**What needs to be done**
Where does the word "derive" occur in the data below? Copy each line that holds it.

[Opening Information shown section]

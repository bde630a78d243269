//! Guardrail error types.

use serde::{Deserialize, Serialize};
use serde_json::Value;
use thiserror::Error;

/// Which guardrail fired and what it reported.
#[derive(Clone, Debug, PartialEq, Serialize, Deserialize)]
pub struct GuardrailTripwire {
    /// Guardrail name.
    pub guardrail_name: String,
    /// Agent the guardrail ran for.
    pub agent_name: String,
    /// Diagnostic payload from the guardrail.
    pub output_info: Value,
}

/// Why a guardrail class did not pass.
#[derive(Debug, Error)]
pub enum GuardrailError {
    /// A guardrail's tripwire fired.
    #[error("Guardrail {} triggered tripwire", .0.guardrail_name)]
    Tripwire(GuardrailTripwire),

    /// A guardrail failed to evaluate.
    #[error("Guardrail {name} failed: {message}")]
    Failed {
        /// Guardrail name.
        name: String,
        /// Failure description.
        message: String,
    },
}

impl GuardrailError {
    /// Build an evaluation failure.
    pub fn failed(name: impl Into<String>, message: impl Into<String>) -> Self {
        Self::Failed {
            name: name.into(),
            message: message.into(),
        }
    }

    /// Whether this is a tripwire rather than a failure.
    pub fn is_tripwire(&self) -> bool {
        matches!(self, Self::Tripwire(_))
    }
}

#[cfg(test)]
mod tests {
    use super::*;

    #[test]
    fn tripwire_display_names_guardrail() {
        let err = GuardrailError::Tripwire(GuardrailTripwire {
            guardrail_name: "no_pii".into(),
            agent_name: "a".into(),
            output_info: Value::Null,
        });
        assert_eq!(err.to_string(), "Guardrail no_pii triggered tripwire");
        assert!(err.is_tripwire());
    }

    #[test]
    fn tripwire_serializes_its_diagnostics() {
        let tripwire = GuardrailTripwire {
            guardrail_name: "math_homework".into(),
            agent_name: "tutor".into(),
            output_info: serde_json::json!({"reason": "homework", "confidence": 0.9}),
        };
        insta::assert_json_snapshot!(tripwire, @r#"
        {
          "guardrail_name": "math_homework",
          "agent_name": "tutor",
          "output_info": {
            "confidence": 0.9,
            "reason": "homework"
          }
        }
        "#);
    }

    #[test]
    fn failure_is_not_tripwire() {
        let err = GuardrailError::failed("classifier", "timeout");
        assert!(!err.is_tripwire());
        assert_eq!(err.to_string(), "Guardrail classifier failed: timeout");
    }
}
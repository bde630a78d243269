//! # baton-core
//!
//! Foundation types shared by every Baton crate.
//!
//! - **Items**: [`OutputItem`] (what a model emits), [`InputItem`] (what a model
//!   receives), and [`RunItem`] (the agent-tagged transcript a run produces)
//! - **Responses**: [`ModelResponse`] with its [`Usage`] snapshot
//! - **Context**: [`RunContext`], the caller value threaded through hooks and tools
//! - **Tool specs**: provider-neutral descriptions of tools and handoffs
//! - **Computer vocabulary**: actions, buttons, environments, safety checks
//! - **Logging**: subscriber bootstrap and in-memory capture for tests

#![deny(unsafe_code)]

pub mod computer;
pub mod context;
pub mod ids;
pub mod items;
pub mod logging;
pub mod response;
pub mod tool_spec;
pub mod usage;

pub use computer::{ComputerAction, Environment, MouseButton, Point, SafetyCheck};
pub use context::RunContext;
pub use items::{
    FunctionCall, HostedToolCall, InputItem, ItemHelpers, MessageContent, OutputItem,
    OutputMessage, ReasoningItem, Role, RunInput, RunItem, ToolCallRaw,
};
pub use computer::ComputerCall;
pub use response::ModelResponse;
pub use tool_spec::{HandoffSpec, ToolSpec};
pub use usage::Usage;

[Closing Information shown section]

**Expected answer**
#[derive(Clone, Debug, PartialEq, Serialize, Deserialize)]
#[derive(Debug, Error)]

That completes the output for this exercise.